> [INSTRUCTIONS TO FOLLOW]:
Lines containing the word "ClassTransformer" are to be copied from the data below.

> [Collected data entries]:
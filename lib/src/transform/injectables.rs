use crate::jvm::class_file::Version;
use crate::jvm::code::{BranchInstruction, CodeElement, Instruction};
use crate::jvm::model::{Class, Code, ConstantData, Method};
use crate::jvm::remapper::{mentions_class, remap_class, SimpleRemapper};
use crate::jvm::{
    BinaryName, ClassAccessFlags, FieldType, MethodAccessFlags, MethodDescriptor, Name,
    UnqualifiedName,
};
use crate::transform::markers::ARCHITECTURY_TARGET;
use crate::transform::properties::{Properties, UNIQUE_IDENTIFIER};
use crate::transform::{
    AssetTransformer, ClassTransformer, Diagnostics, Error, FileAccess, InjectionConfig,
    Transformer, TransformerContext,
};

/// Class reporting which platform it was built for
///
/// ```java,ignore,no_run
/// public final class PlatformMethods {
///     public static String getCurrentTarget() {
///         return "<platform>";
///     }
/// }
/// ```
pub fn build_platform_methods_class(class_name: BinaryName, platform: &str) -> Class {
    let mut class = Class::new(
        Version::JAVA8,
        ClassAccessFlags::PUBLIC | ClassAccessFlags::FINAL,
        class_name,
        Some(BinaryName::OBJECT),
    );

    let mut get_current_target = Method::new(
        MethodAccessFlags::PUBLIC | MethodAccessFlags::STATIC,
        UnqualifiedName::GETCURRENTTARGET,
        MethodDescriptor {
            parameters: vec![],
            return_type: Some(FieldType::object(BinaryName::STRING)),
        },
    );
    let mut code = Code::from_instructions(vec![
        CodeElement::Instruction(Instruction::Ldc(ConstantData::String(platform.to_owned()))),
        CodeElement::Branch(BranchInstruction::AReturn),
    ]);
    code.max_stack = Some(1);
    code.max_locals = Some(0);
    get_current_target.code = Some(code);
    class.methods.push(get_current_target);

    class
}

/// Points references to the `ArchitecturyTarget` placeholder at a synthesized class
///
/// As an asset transform, this emits the synthesized class. As a class transform, it renames the
/// placeholder everywhere it appears in a class.
#[derive(Debug, Default, Clone)]
pub struct RemapInjectables {
    /// Overrides the configured unique identifier
    pub unique_identifier: Option<String>,
}

impl RemapInjectables {
    pub fn new() -> RemapInjectables {
        RemapInjectables::default()
    }

    pub fn platform_methods_class(&self, config: &InjectionConfig) -> Result<BinaryName, Error> {
        config.platform_methods_class(self.unique_identifier.as_deref())
    }
}

impl Transformer for RemapInjectables {
    fn supply_properties(&mut self, properties: &Properties) {
        if let Some(unique_identifier) = properties.get(UNIQUE_IDENTIFIER) {
            self.unique_identifier = Some(unique_identifier.to_owned());
        }
    }
}

impl AssetTransformer for RemapInjectables {
    fn edit_assets(
        &self,
        config: &InjectionConfig,
        context: &dyn TransformerContext,
        output: &mut dyn FileAccess,
    ) -> Result<(), Error> {
        if !config.inject_enabled {
            return Ok(());
        }
        if !context.can_add_classes() {
            log::warn!("Adding classes is not allowed by the build, but injectables need it");
        }

        let class_name = self.platform_methods_class(config)?;
        let platform = config.platform_name()?;
        let class = build_platform_methods_class(class_name.clone(), platform);
        output.add_class(&class_name, &class.to_bytes()?)?;
        log::info!(
            "Injected {} reporting platform '{}'",
            class_name.as_str(),
            platform
        );
        Ok(())
    }
}

impl ClassTransformer for RemapInjectables {
    fn edit_class(
        &self,
        config: &InjectionConfig,
        class: Class,
        _diagnostics: &mut Diagnostics,
    ) -> Result<Class, Error> {
        // The target class is only needed (and so only has to be configured) once it is used
        if !config.inject_enabled || !mentions_class(&class, ARCHITECTURY_TARGET) {
            return Ok(class);
        }

        let mut remapper = SimpleRemapper::new();
        remapper.add(ARCHITECTURY_TARGET, self.platform_methods_class(config)?);
        Ok(remap_class(&remapper, &class))
    }
}

#[cfg(test)]
mod test {
    use super::*;
    use crate::transform::properties::{INJECT_INJECTABLES, PLATFORM_NAME};
    use crate::transform::{MemoryAccess, SimpleTransformerContext};

    fn config(properties: &[(&str, &str)]) -> InjectionConfig {
        let mut bag = Properties::new();
        for (key, value) in properties {
            bag.set(*key, *value);
        }
        InjectionConfig::from_properties(&bag)
    }

    #[test]
    fn synthesized_class_shape() {
        let name = BinaryName::from_string("gen/mymod/PlatformMethods".to_owned()).unwrap();
        let class = Class::parse(
            &build_platform_methods_class(name.clone(), "fabric")
                .to_bytes()
                .unwrap(),
        )
        .unwrap();

        assert_eq!(class.version, Version::JAVA8);
        assert_eq!(
            class.access_flags,
            ClassAccessFlags::PUBLIC | ClassAccessFlags::FINAL
        );
        assert_eq!(class.name, name);
        assert_eq!(class.super_name, Some(BinaryName::OBJECT));
        assert!(class.fields.is_empty());
        assert_eq!(class.methods.len(), 1);

        let method = &class.methods[0];
        assert_eq!(method.name, UnqualifiedName::GETCURRENTTARGET);
        assert!(method.is_static());
        let code = method.code.as_ref().unwrap();
        assert_eq!(code.max_stack, Some(1));
        assert_eq!(code.max_locals, Some(0));
        assert_eq!(
            code.instructions,
            vec![
                CodeElement::Instruction(Instruction::Ldc(ConstantData::String(
                    "fabric".to_owned()
                ))),
                CodeElement::Branch(BranchInstruction::AReturn),
            ]
        );
    }

    #[test]
    fn emits_class_when_enabled() {
        let context = SimpleTransformerContext::new(|_: &[String]| (), false, false, true);
        let mut output = MemoryAccess::new();
        let config = config(&[(PLATFORM_NAME, "forge"), (UNIQUE_IDENTIFIER, "gen/mymod")]);

        RemapInjectables::new()
            .edit_assets(&config, &context, &mut output)
            .unwrap();
        let bytes = output.classes.get("gen/mymod/PlatformMethods").unwrap();
        assert_eq!(
            Class::parse(bytes).unwrap().name.as_str(),
            "gen/mymod/PlatformMethods"
        );
    }

    #[test]
    fn nothing_emitted_when_disabled() {
        let context = SimpleTransformerContext::new(|_: &[String]| (), true, true, true);
        let mut output = MemoryAccess::new();
        let config = config(&[(INJECT_INJECTABLES, "false")]);

        RemapInjectables::new()
            .edit_assets(&config, &context, &mut output)
            .unwrap();
        assert!(output.classes.is_empty());
    }

    #[test]
    fn missing_configuration() {
        let context = SimpleTransformerContext::new(|_: &[String]| (), true, true, true);
        let mut output = MemoryAccess::new();

        let no_platform = config(&[(UNIQUE_IDENTIFIER, "gen/mymod")]);
        assert!(matches!(
            RemapInjectables::new().edit_assets(&no_platform, &context, &mut output),
            Err(Error::MissingProperty(PLATFORM_NAME))
        ));

        let no_identifier = config(&[(PLATFORM_NAME, "forge")]);
        assert!(matches!(
            RemapInjectables::new().edit_assets(&no_identifier, &context, &mut output),
            Err(Error::MissingProperty(UNIQUE_IDENTIFIER))
        ));
        assert!(output.classes.is_empty());
    }

    #[test]
    fn identifier_only_needed_by_users_of_the_placeholder() {
        let config = config(&[(PLATFORM_NAME, "fabric")]);
        let mut diagnostics = Diagnostics::new();

        let plain = build_platform_methods_class(
            BinaryName::from_string("com/foo/Plain".to_owned()).unwrap(),
            "fabric",
        );
        let result = RemapInjectables::new()
            .edit_class(&config, plain.clone(), &mut diagnostics)
            .unwrap();
        assert_eq!(result, plain);

        let mut user = plain;
        user.interfaces
            .push(BinaryName::from_string(ARCHITECTURY_TARGET.to_owned()).unwrap());
        assert!(matches!(
            RemapInjectables::new().edit_class(&config, user, &mut diagnostics),
            Err(Error::MissingProperty(UNIQUE_IDENTIFIER))
        ));
        assert!(diagnostics.is_empty());
    }

    #[test]
    fn transformer_identifier_wins() {
        let mut transform = RemapInjectables::new();
        let mut properties = Properties::new();
        properties.set(UNIQUE_IDENTIFIER, "gen/local");
        transform.supply_properties(&properties);

        let config = config(&[(UNIQUE_IDENTIFIER, "gen/global")]);
        assert_eq!(
            transform.platform_methods_class(&config).unwrap().as_str(),
            "gen/local/PlatformMethods"
        );
    }
}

> [SOLUTION]:
    AssetTransformer, ClassTransformer, Diagnostics, Error, FileAccess, InjectionConfig,
impl ClassTransformer for RemapInjectables {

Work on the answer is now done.